Reproduce the entries in full, with no changes.

---------- Provided data ----------

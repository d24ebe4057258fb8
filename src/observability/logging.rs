//! Structured logging setup.
//!
//! The client itself only emits `tracing` events; this installs the
//! subscriber that renders them.

use tracing_subscriber::{layer::SubscriberExt, util::SubscriberInitExt, EnvFilter};

/// Install a global fmt subscriber filtered by `RUST_LOG`, falling back to
/// `default_filter` (e.g. `"varconf_client=info"`).
///
/// Returns an error if a global subscriber is already set.
pub fn init(default_filter: &str) -> Result<(), tracing_subscriber::util::TryInitError> {
    tracing_subscriber::registry()
        .with(build_filter(default_filter))
        .with(tracing_subscriber::fmt::layer())
        .try_init()
}

fn build_filter(default_filter: &str) -> EnvFilter {
    EnvFilter::try_from_default_env().unwrap_or_else(|_| EnvFilter::new(default_filter))
}
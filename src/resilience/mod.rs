//! Resilience subsystem.
//!
//! # Data Flow
//! ```text
//! Failed poll or bind in the watch loop:
//!     → retries.rs (RetryPolicy picks the delay for this failure streak)
//!     → backoff.rs (exponential delay with jitter, when configured)
//!     → StopSignal::sleep (delay, cut short by stop)
//! ```
//!
//! # Design Decisions
//! - Retries are unbounded; the loop only ends on an explicit stop
//! - The failure streak resets after every applied snapshot
//! - The success path never sleeps; the long poll is the backpressure

pub mod backoff;
pub mod retries;

pub use retries::RetryPolicy;
//! Configuration loading from disk.

use std::fs;
use std::path::Path;

use crate::config::schema::ClientConfig;
use crate::config::validation::{validate_config, ValidationError};

/// Error type for configuration loading.
#[derive(Debug)]
pub enum ConfigError {
    Io(std::io::Error),
    Parse(toml::de::Error),
    Validation(Vec<ValidationError>),
}

impl std::fmt::Display for ConfigError {
    fn fmt(&self, f: &mut std::fmt::Formatter<'_>) -> std::fmt::Result {
        match self {
            ConfigError::Io(e) => write!(f, "IO error: {}", e),
            ConfigError::Parse(e) => write!(f, "Parse error: {}", e),
            ConfigError::Validation(errors) => {
                write!(f, "Validation failed: ")?;
                for (i, err) in errors.iter().enumerate() {
                    if i > 0 {
                        write!(f, ", ")?;
                    }
                    write!(f, "{}", err)?;
                }
                Ok(())
            }
        }
    }
}

impl std::error::Error for ConfigError {
    fn source(&self) -> Option<&(dyn std::error::Error + 'static)> {
        match self {
            ConfigError::Io(e) => Some(e),
            ConfigError::Parse(e) => Some(e),
            ConfigError::Validation(_) => None,
        }
    }
}

/// Parse and validate configuration from TOML text.
pub fn parse_config(content: &str) -> Result<ClientConfig, ConfigError> {
    let config: ClientConfig = toml::from_str(content).map_err(ConfigError::Parse)?;

    validate_config(&config).map_err(ConfigError::Validation)?;

    Ok(config)
}

/// Load and validate configuration from a TOML file.
pub fn load_config(path: &Path) -> Result<ClientConfig, ConfigError> {
    let config = read_config(path)?;
    validate_config(&config).map_err(ConfigError::Validation)?;
    Ok(config)
}

/// Read a TOML file without semantic checks, for callers that still merge
/// overrides (e.g. command-line flags) before validating.
pub fn read_config(path: &Path) -> Result<ClientConfig, ConfigError> {
    let content = fs::read_to_string(path).map_err(ConfigError::Io)?;
    toml::from_str(&content).map_err(ConfigError::Parse)
}
//! Transport subsystem.
//!
//! # Data Flow
//! ```text
//! Client builds endpoint URL
//!     → Transport::fetch (single GET, whole body read)
//!     → RawResponse { status, body }
//!     → snapshot decoder (only when status == 200)
//! ```
//!
//! # Design Decisions
//! - No retries and no request timeout here; the watch loop owns retry
//!   policy and the server owns the long-poll deadline
//! - Non-2xx statuses are data, not errors, so callers can tell
//!   "reachable but rejected" from "unreachable"

use std::future::Future;

use thiserror::Error;
use url::Url;

pub mod http;
#[cfg(test)]
pub(crate) mod scripted;

pub use http::HttpTransport;

/// A fully read HTTP response.
#[derive(Debug, Clone, PartialEq, Eq)]
pub struct RawResponse {
    /// HTTP status code.
    pub status: u16,
    /// Entire response body.
    pub body: Vec<u8>,
}

impl RawResponse {
    pub fn new(status: u16, body: impl Into<Vec<u8>>) -> Self {
        Self {
            status,
            body: body.into(),
        }
    }

    /// Whether the service accepted the request.
    pub fn is_ok(&self) -> bool {
        self.status == 200
    }
}

/// Errors raised when the service cannot be reached or the body cannot be read.
#[derive(Debug, Error)]
pub enum TransportError {
    /// The HTTP client failed to send the request or read the body.
    #[error("HTTP transport error: {0}")]
    Http(#[from] reqwest::Error),

    /// Connection-level failure reported by a non-reqwest transport.
    #[error("connection error: {0}")]
    Connection(String),
}

/// Issues GET requests against the configuration service.
pub trait Transport: Send + Sync {
    /// Fetch `url`, returning the status and the whole body.
    fn fetch(&self, url: &Url) -> impl Future<Output = Result<RawResponse, TransportError>> + Send;
}
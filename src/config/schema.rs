//! Configuration schema definitions.
//!
//! All types derive Serde traits for deserialization from TOML files.

use serde::{Deserialize, Serialize};

/// Root configuration for a client session.
#[derive(Debug, Clone, Deserialize, Serialize, Default, PartialEq)]
#[serde(default)]
pub struct ClientConfig {
    /// Base URL of the configuration service (e.g., "http://127.0.0.1:8088").
    pub url: String,

    /// Application access token.
    pub token: String,

    /// Watch loop retry settings.
    pub retry: RetryConfig,

    /// HTTP transport settings.
    pub http: HttpConfig,

    /// Observability settings.
    pub observability: ObservabilityConfig,
}

/// How the watch loop waits after a failed poll.
#[derive(Debug, Clone, Copy, Deserialize, Serialize, PartialEq, Eq, Default)]
#[serde(rename_all = "lowercase")]
pub enum RetryStrategy {
    /// Always wait `delay_secs`.
    #[default]
    Fixed,
    /// Jittered exponential backoff between `base_delay_ms` and `max_delay_ms`.
    Exponential,
}

/// Retry configuration.
#[derive(Debug, Clone, Deserialize, Serialize, PartialEq)]
#[serde(default)]
pub struct RetryConfig {
    pub strategy: RetryStrategy,

    /// Fixed delay between attempts in seconds.
    pub delay_secs: u64,

    /// Base delay for exponential backoff in milliseconds.
    pub base_delay_ms: u64,

    /// Maximum delay for exponential backoff in milliseconds.
    pub max_delay_ms: u64,
}

impl Default for RetryConfig {
    fn default() -> Self {
        Self {
            strategy: RetryStrategy::Fixed,
            delay_secs: 5,
            base_delay_ms: 500,
            max_delay_ms: 60_000,
        }
    }
}

/// HTTP transport configuration.
#[derive(Debug, Clone, Deserialize, Serialize, PartialEq)]
#[serde(default)]
pub struct HttpConfig {
    /// TCP connect timeout. There is deliberately no request timeout:
    /// long polls are bounded by the server.
    pub connect_timeout_secs: Option<u64>,

    /// User-Agent header sent with every request.
    pub user_agent: String,
}

impl Default for HttpConfig {
    fn default() -> Self {
        Self {
            connect_timeout_secs: None,
            user_agent: concat!("varconf-client/", env!("CARGO_PKG_VERSION")).to_string(),
        }
    }
}

/// Observability configuration.
#[derive(Debug, Clone, Deserialize, Serialize, PartialEq)]
#[serde(default)]
pub struct ObservabilityConfig {
    /// Log level (trace, debug, info, warn, error).
    pub log_level: String,
}

impl Default for ObservabilityConfig {
    fn default() -> Self {
        Self {
            log_level: "info".to_string(),
        }
    }
}

impl ClientConfig {
    /// Minimal configuration for `url` and `token`, everything else defaulted.
    pub fn new(url: impl Into<String>, token: impl Into<String>) -> Self {
        Self {
            url: url.into(),
            token: token.into(),
            ..Self::default()
        }
    }
}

----------

Result =>
repository d24ebe4057258fb8
filename src/observability/logging.rs
//! Structured logging setup.
//!
//! The client itself only emits `tracing` events; this installs the
//! subscriber that renders them.

use tracing_subscriber::{layer::SubscriberExt, util::SubscriberInitExt, EnvFilter};

/// Install a global fmt subscriber filtered by `RUST_LOG`, falling back to
/// `default_filter` (e.g. `"varconf_client=info"`).
///
/// Returns an error if a global subscriber is already set.
pub fn init(default_filter: &str) -> Result<(), tracing_subscriber::util::TryInitError> {
    tracing_subscriber::registry()
        .with(build_filter(default_filter))
        .with(tracing_subscriber::fmt::layer())
        .try_init()
}

fn build_filter(default_filter: &str) -> EnvFilter {
    EnvFilter::try_from_default_env().unwrap_or_else(|_| EnvFilter::new(default_filter))
}
filename src/resilience/mod.rs
//! Resilience subsystem.
//!
//! # Data Flow
//! ```text
//! Failed poll or bind in the watch loop:
//!     → retries.rs (RetryPolicy picks the delay for this failure streak)
//!     → backoff.rs (exponential delay with jitter, when configured)
//!     → StopSignal::sleep (delay, cut short by stop)
//! ```
//!
//! # Design Decisions
//! - Retries are unbounded; the loop only ends on an explicit stop
//! - The failure streak resets after every applied snapshot
//! - The success path never sleeps; the long poll is the backpressure

pub mod backoff;
pub mod retries;

pub use retries::RetryPolicy;
//! Configuration loading from disk.

use std::fs;
use std::path::Path;

use crate::config::schema::ClientConfig;
use crate::config::validation::{validate_config, ValidationError};

/// Error type for configuration loading.
#[derive(Debug)]
pub enum ConfigError {
    Io(std::io::Error),
    Parse(toml::de::Error),
    Validation(Vec<ValidationError>),
}

impl std::fmt::Display for ConfigError {
    fn fmt(&self, f: &mut std::fmt::Formatter<'_>) -> std::fmt::Result {
        match self {
            ConfigError::Io(e) => write!(f, "IO error: {}", e),
            ConfigError::Parse(e) => write!(f, "Parse error: {}", e),
            ConfigError::Validation(errors) => {
                write!(f, "Validation failed: ")?;
                for (i, err) in errors.iter().enumerate() {
                    if i > 0 {
                        write!(f, ", ")?;
                    }
                    write!(f, "{}", err)?;
                }
                Ok(())
            }
        }
    }
}

impl std::error::Error for ConfigError {
    fn source(&self) -> Option<&(dyn std::error::Error + 'static)> {
        match self {
            ConfigError::Io(e) => Some(e),
            ConfigError::Parse(e) => Some(e),
            ConfigError::Validation(_) => None,
        }
    }
}

/// Parse and validate configuration from TOML text.
pub fn parse_config(content: &str) -> Result<ClientConfig, ConfigError> {
    let config: ClientConfig = toml::from_str(content).map_err(ConfigError::Parse)?;

    validate_config(&config).map_err(ConfigError::Validation)?;

    Ok(config)
}

/// Load and validate configuration from a TOML file.
pub fn load_config(path: &Path) -> Result<ClientConfig, ConfigError> {
    let config = read_config(path)?;
    validate_config(&config).map_err(ConfigError::Validation)?;
    Ok(config)
}

/// Read a TOML file without semantic checks, for callers that still merge
/// overrides (e.g. command-line flags) before validating.
pub fn read_config(path: &Path) -> Result<ClientConfig, ConfigError> {
    let content = fs::read_to_string(path).map_err(ConfigError::Io)?;
    toml::from_str(&content).map_err(ConfigError::Parse)
}
//! Transport subsystem.
//!
//! # Data Flow
//! ```text
//! Client builds endpoint URL
//!     → Transport::fetch (single GET, whole body read)
//!     → RawResponse { status, body }
//!     → snapshot decoder (only when status == 200)
//! ```
//!
//! # Design Decisions
//! - No retries and no request timeout here; the watch loop owns retry
//!   policy and the server owns the long-poll deadline
//! - Non-2xx statuses are data, not errors, so callers can tell
//!   "reachable but rejected" from "unreachable"

use std::future::Future;

use thiserror::Error;
use url::Url;

pub mod http;
#[cfg(test)]
pub(crate) mod scripted;

pub use http::HttpTransport;

/// A fully read HTTP response.
#[derive(Debug, Clone, PartialEq, Eq)]
pub struct RawResponse {
    /// HTTP status code.
    pub status: u16,
    /// Entire response body.
    pub body: Vec<u8>,
}

impl RawResponse {
    pub fn new(status: u16, body: impl Into<Vec<u8>>) -> Self {
        Self {
            status,
            body: body.into(),
        }
    }

    /// Whether the service accepted the request.
    pub fn is_ok(&self) -> bool {
        self.status == 200
    }
}

/// Errors raised when the service cannot be reached or the body cannot be read.
#[derive(Debug, Error)]
pub enum TransportError {
    /// The HTTP client failed to send the request or read the body.
    #[error("HTTP transport error: {0}")]
    Http(#[from] reqwest::Error),

    /// Connection-level failure reported by a non-reqwest transport.
    #[error("connection error: {0}")]
    Connection(String),
}

/// Issues GET requests against the configuration service.
pub trait Transport: Send + Sync {
    /// Fetch `url`, returning the status and the whole body.
    fn fetch(&self, url: &Url) -> impl Future<Output = Result<RawResponse, TransportError>> + Send;
}
filename src/config/schema.rs
//! Configuration schema definitions.
//!
//! All types derive Serde traits for deserialization from TOML files.

use serde::{Deserialize, Serialize};

/// Root configuration for a client session.
#[derive(Debug, Clone, Deserialize, Serialize, Default, PartialEq)]
#[serde(default)]
pub struct ClientConfig {
    /// Base URL of the configuration service (e.g., "http://127.0.0.1:8088").
    pub url: String,

    /// Application access token.
    pub token: String,

    /// Watch loop retry settings.
    pub retry: RetryConfig,

    /// HTTP transport settings.
    pub http: HttpConfig,

    /// Observability settings.
    pub observability: ObservabilityConfig,
}

/// How the watch loop waits after a failed poll.
#[derive(Debug, Clone, Copy, Deserialize, Serialize, PartialEq, Eq, Default)]
#[serde(rename_all = "lowercase")]
pub enum RetryStrategy {
    /// Always wait `delay_secs`.
    #[default]
    Fixed,
    /// Jittered exponential backoff between `base_delay_ms` and `max_delay_ms`.
    Exponential,
}

/// Retry configuration.
#[derive(Debug, Clone, Deserialize, Serialize, PartialEq)]
#[serde(default)]
pub struct RetryConfig {
    pub strategy: RetryStrategy,

    /// Fixed delay between attempts in seconds.
    pub delay_secs: u64,

    /// Base delay for exponential backoff in milliseconds.
    pub base_delay_ms: u64,

    /// Maximum delay for exponential backoff in milliseconds.
    pub max_delay_ms: u64,
}

impl Default for RetryConfig {
    fn default() -> Self {
        Self {
            strategy: RetryStrategy::Fixed,
            delay_secs: 5,
            base_delay_ms: 500,
            max_delay_ms: 60_000,
        }
    }
}

/// HTTP transport configuration.
#[derive(Debug, Clone, Deserialize, Serialize, PartialEq)]
#[serde(default)]
pub struct HttpConfig {
    /// TCP connect timeout. There is deliberately no request timeout:
    /// long polls are bounded by the server.
    pub connect_timeout_secs: Option<u64>,

    /// User-Agent header sent with every request.
    pub user_agent: String,
}

impl Default for HttpConfig {
    fn default() -> Self {
        Self {
            connect_timeout_secs: None,
            user_agent: concat!("varconf-client/", env!("CARGO_PKG_VERSION")).to_string(),
        }
    }
}

/// Observability configuration.
#[derive(Debug, Clone, Deserialize, Serialize, PartialEq)]
#[serde(default)]
pub struct ObservabilityConfig {
    /// Log level (trace, debug, info, warn, error).
    pub log_level: String,
}

impl Default for ObservabilityConfig {
    fn default() -> Self {
        Self {
            log_level: "info".to_string(),
        }
    }
}

impl ClientConfig {
    /// Minimal configuration for `url` and `token`, everything else defaulted.
    pub fn new(url: impl Into<String>, token: impl Into<String>) -> Self {
        Self {
            url: url.into(),
            token: token.into(),
            ..Self::default()
        }
    }
}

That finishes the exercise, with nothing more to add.